Michael Parkinson: ‘I hated being called Parky at school’

Over tea and scones at the Dorchester in 1995, the talkshow host told John Hind about earning to play cricket down the side of a fish and chip shop
  
  

Tea and scones with Michael Parkinson
Michael Parkinson. Photograph: Austral Int./Rex Features Photograph: Austral Int./Rex Features

I was having tea and scones with Michael Parkinson at the Dorchester. It was 1995 and he'd just hosted a compilation of classic Parky clips, filming links in his garden shed.

"In that 1971 interview with John Lennon, we both had big bloody sideburns down under our chins and looked like two gerbils peering out of a haystack," he said, adding clotted cream and jam.
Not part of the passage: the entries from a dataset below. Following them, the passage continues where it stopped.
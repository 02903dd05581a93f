//! The browser capabilities the consent engine needs.
//!
//! Everything above this trait is driver-agnostic: the CDP client in
//! `pagescout-browser` implements it against a live tab, and `testing::FakePage` (feature `testing`)
//! implements it against an in-memory DOM.

use async_trait::async_trait;
use pagescout_core::Result;
use std::fmt;
use std::time::Duration;

/// Opaque reference to a DOM node (element, document, or shadow root) owned by a driver.
#[derive(Debug, Clone, PartialEq, Eq, Hash)]
pub struct NodeHandle(String);

impl NodeHandle {
    pub fn new(id: impl Into<String>) -> Self {
        Self(id.into())
    }

    pub fn id(&self) -> &str {
        &self.0
    }
}

impl fmt::Display for NodeHandle {
    fn fmt(&self, f: &mut fmt::Formatter<'_>) -> fmt::Result {
        f.write_str(&self.0)
    }
}

/// Primitive DOM operations on one page.
///
/// Query methods return an empty list when nothing matches; `Err` is reserved for
/// driver faults such as a broken connection or an invalid selector.
#[async_trait]
pub trait PageDriver: Send + Sync {
    /// The top-level document of the page.
    async fn document(&self) -> Result<NodeHandle>;

    /// CSS query scoped to `scope`. Only the first match is returned unless `all` is set.
    async fn query_css(&self, scope: &NodeHandle, selector: &str, all: bool) -> Result<Vec<NodeHandle>>;

    /// XPath query with `scope` as the context node, evaluated by the document owning it.
    async fn query_xpath(&self, scope: &NodeHandle, expression: &str, all: bool) -> Result<Vec<NodeHandle>>;

    /// Open shadow root hosted by `node`, if any.
    async fn shadow_root(&self, node: &NodeHandle) -> Result<Option<NodeHandle>>;

    /// Embedded document of `node` when it is a same-origin iframe.
    async fn frame_document(&self, node: &NodeHandle) -> Result<Option<NodeHandle>>;

    async fn click(&self, node: &NodeHandle) -> Result<()>;

    /// Run a script in the page, discarding its value.
    async fn evaluate_script(&self, source: &str) -> Result<()>;

    async fn sleep(&self, duration: Duration);

    /// Whether any cookie of the current session, rendered as `name=value`, contains `needle`.
    async fn cookies_contain(&self, needle: &str) -> Result<bool>;

    async fn current_url(&self) -> Result<String>;
}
He reminisced more deeply - to learning cricket as a child down the side of Bailey's fish and chip shop in Cudworth. He was already "Parky" by then. "I hated 'Parky' at school, it felt derogatory. And in Australia I'm Parko. It's bloody, 'G'day Parko.'"

Do your sons know you as Parky?

"Certainly not, they call me 'Sir'. Sometimes my wife says, 'You're a miserable bugger, Parky.' And sometimes I stand in front of the mirror in my suit and say, 'By gum, you're a handsome bugger, Parky.' But it's only to tease her. To say, 'You're a bloody lucky woman, Mary.'"

The Dorchester blend tea inspired talk of Tea Break, one of his early shows for Thames TV, on which Mary became a co-host. "After she'd interviewed a junior minister for health about school milk he told me, 'Christ, I wouldn't want to be married to her.'"

But his greatest irritation, being "Our Parky", he explained, was having his roasts interrupted by autograph hunters knocking at the door of his home in Bray-on-Thames.

"With bloody Polaroid cameras! Luckily, at the moment, the main boat tour thinks another house is mine, so some other poor bugger gets his Sunday lunch interrupted."